[SUPPLIED RECORDS]

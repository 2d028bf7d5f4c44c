use std::path::Path;
use std::process::Command;

fn git(args: &[&str], dir: &Path) -> String {
    Command::new("git")
        .args(args)
        .current_dir(dir)
        .output()
        .ok()
        .and_then(|o| {
            if o.status.success() {
                Some(String::from_utf8_lossy(&o.stdout).trim().to_string())
            } else {
                None
            }
        })
        .unwrap_or_else(|| "unknown".to_string())
}

fn main() {
    // Git metadata lives at the workspace root, one level above runner/
    let manifest_dir = std::env::var("CARGO_MANIFEST_DIR").unwrap_or_else(|_| ".".to_string());
    let manifest_dir = Path::new(&manifest_dir);
    let workspace_root = manifest_dir.parent().unwrap_or(manifest_dir);

    let hash = git(&["rev-parse", "--short", "HEAD"], workspace_root);
    let branch = git(&["rev-parse", "--abbrev-ref", "HEAD"], workspace_root);

    let build_time = match std::time::SystemTime::now().duration_since(std::time::UNIX_EPOCH) {
        Ok(dur) => format!("{}", dur.as_secs()),
        Err(_) => "unknown".to_string(),
    };

    println!("cargo:rustc-env=GIT_HASH={}", hash);
    println!("cargo:rustc-env=GIT_BRANCH={}", branch);
    println!("cargo:rustc-env=BUILD_TIME={}", build_time);
}
//! Backtesting engine module

pub mod engine;
pub mod metrics;
pub mod report;

pub use engine::*;
pub use metrics::*;
pub use report::*;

[/SUPPLIED RECORDS]

- EXERCISE PROMPT -
Scan the material for lines with the word "Command", and copy each line you find.

- SOLUTION TO THIS PROBLEM -
use std::process::Command;
    Command::new("git")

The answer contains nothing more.